Author | Dorothy L. Sayers |
---|---|
Language | English |
Series | Lord Peter Wimsey |
Genre | Mystery novel |
Publisher | Ernest Benn [1] |
Publication date | 1928 [1] |
Publication place | United Kingdom |
Media type | |
Pages | 287 [1] |
Preceded by | Unnatural Death |
Followed by | Strong Poison |
The Unpleasantness at the Bellona Club is a 1928 mystery novel by Dorothy L. Sayers, her fourth featuring Lord Peter Wimsey. Much of the novel is set in the Bellona Club, a fictional London club for war veterans (Bellona being a Roman goddess of war).
On the afternoon of 10 November, ninety-year-old General Fentiman is called to the deathbed of his estranged sister, Lady Dormer. He learns that, under the terms of her will, he stands to inherit most of her substantial fortune (money sorely needed by his grandsons, Robert and George Fentiman). However, should the General die first, nearly everything will go to Lady Dormer's companion Ann Dorland.
Lady Dormer dies the next morning, Armistice Day, and that afternoon the General is found dead in his armchair at the Bellona Club. Dr Penberthy, a club member and the General's personal physician, certifies death by natural causes but is unable to state the exact time the General died. As the estate would amply provide for all three claimants, the Fentiman brothers suggest a negotiated settlement, but Ann Dorland absolutely refuses. Wimsey is asked to investigate the General's time of death.
Oddly enough, nobody saw the General arrive at the club at his usual time of 10 am. His manservant reports that the General did not return home after visiting Lady Dormer the day before. An unknown man by the name of Mr Oliver had telephoned to say that the General would be spending the night with him. Robert Fentiman says that he knows of Oliver, and much time is spent chasing the elusive individual through several countries before Robert admits that he does not actually exist.
Wimsey discovers that General Fentiman began to feel unwell while visiting his sister, and left her house to visit Dr Penberthy. The General then travelled to the club, meeting George Fentiman en route. At the club, the General informed Robert of the terms of the will; later, Robert discovered his grandfather had died of heart failure in the club library. Annoyed at losing his inheritance, Robert concealed the body overnight and invented Oliver to cover up the death. The next day, while the club members had stepped outside to observe the usual two minutes' silence at 11 am, Robert moved the body to the armchair.

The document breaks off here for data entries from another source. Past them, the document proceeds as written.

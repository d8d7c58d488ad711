//! wssh-server: Web SSH bridge.
//!
//! Accepts browser WebSocket connections carrying an opaque connection
//! descriptor, establishes an interactive SSH shell session on the
//! described host, and bridges terminal bytes and control signals
//! between the two until failure or timeout.

mod bridge;
mod config;
mod server;
mod ssh;

use clap::{Parser, Subcommand};
use config::ServerConfig;
use server::WsshServer;
use std::path::PathBuf;
use tracing::{error, info};
use wssh_core::ConnectionDescriptor;

/// wssh-server — Web SSH bridge server
#[derive(Parser, Debug)]
#[command(name = "wssh-server", version, about = "Web SSH bridge server")]
struct Cli {
    #[command(subcommand)]
    command: Option<Command>,

    /// Listen port
    #[arg(short, long)]
    port: Option<u16>,

    /// Bind address
    #[arg(long)]
    bind: Option<String>,

    /// Config file path
    #[arg(long, default_value = "~/.wssh/config.toml")]
    config: String,

    /// SSH connect timeout in seconds
    #[arg(long)]
    connect_timeout: Option<u64>,

    /// Absolute session timeout in seconds
    #[arg(long)]
    session_timeout: Option<u64>,

    /// Output flush interval in milliseconds
    #[arg(long)]
    flush_interval: Option<u64>,

    /// Log level (trace, debug, info, warn, error)
    #[arg(long, default_value = "info")]
    log_level: String,
}

#[derive(Subcommand, Debug)]
enum Command {
    /// Run a single command on the described host and print its combined output
    Exec {
        /// Opaque connection descriptor (base64 of JSON)
        sshinfo: String,
        /// Command line to execute remotely
        command: String,
    },
}

#[tokio::main]
async fn main() {
    let cli = Cli::parse();

    // Initialize tracing
    use tracing_subscriber::EnvFilter;
    let env_filter =
        EnvFilter::try_from_default_env().unwrap_or_else(|_| EnvFilter::new(&cli.log_level));
    tracing_subscriber::fmt()
        .with_env_filter(env_filter)
        .with_target(false)
        .init();

    if let Some(Command::Exec { sshinfo, command }) = cli.command {
        let result = async {
            let descriptor = ConnectionDescriptor::decode(&sshinfo)?;
            ssh::exec_remote_command(&descriptor, &command).await
        }
        .await;
        match result {
            Ok(output) => print!("{output}"),
            Err(e) => {
                error!(error = %e, "remote command failed");
                std::process::exit(1);
            }
        }
        return;
    }

    // Load server config (file + CLI overrides)
    let config_path = PathBuf::from(&cli.config);
    let server_config = match ServerConfig::load(
        Some(&config_path),
        cli.bind.as_deref(),
        cli.port,
        cli.connect_timeout,
        cli.session_timeout,
        cli.flush_interval,
    ) {
        Ok(cfg) => cfg,
        Err(e) => {
            error!(error = %e, "failed to load config");
            std::process::exit(1);
        }
    };

    info!(
        version = env!("CARGO_PKG_VERSION"),
        bind = %server_config.bind,
        port = server_config.port,
        "starting wssh-server"
    );

    let server = WsshServer::new(server_config);

    tokio::select! {
        result = server.run() => {
            if let Err(e) = result {
                error!(error = %e, "server error");
                std::process::exit(1);
            }
        }
        _ = shutdown_signal() => {
            info!("received shutdown signal");
        }
    }

    info!("wssh-server stopped");
}

async fn shutdown_signal() {
    let ctrl_c = tokio::signal::ctrl_c();

    #[cfg(unix)]
    {
        let mut sigterm =
            tokio::signal::unix::signal(tokio::signal::unix::SignalKind::terminate())
                .expect("failed to install SIGTERM handler");
        tokio::select! {
            _ = ctrl_c => {}
            _ = sigterm.recv() => {}
        }
    }

    #[cfg(not(unix))]
    {
        ctrl_c.await.ok();
    }
}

Wimsey believes the General's death is too convenient to be natural and has the body exhumed. An autopsy proves the General was poisoned by an overdose of the heart medication digitalis. When it becomes known that the body will be exhumed, Ann Dorland, who has an obvious motive, suddenly and suspiciously agrees to the proposed compromise with the Fentimans.
Wimsey finds Ann Dorland distressed by the callous and humiliating behaviour of Dr Penberthy, to whom she had been secretly engaged. It was he, with an eye on her expected inheritance, who had insisted she should refuse the compromise and fight for the whole estate. When it became known that the General would be exhumed, Penberthy broke the engagement off, giving highly insulting reasons. He had hoped that Ann would be embarrassed into silence, but Wimsey manages to get the truth from her.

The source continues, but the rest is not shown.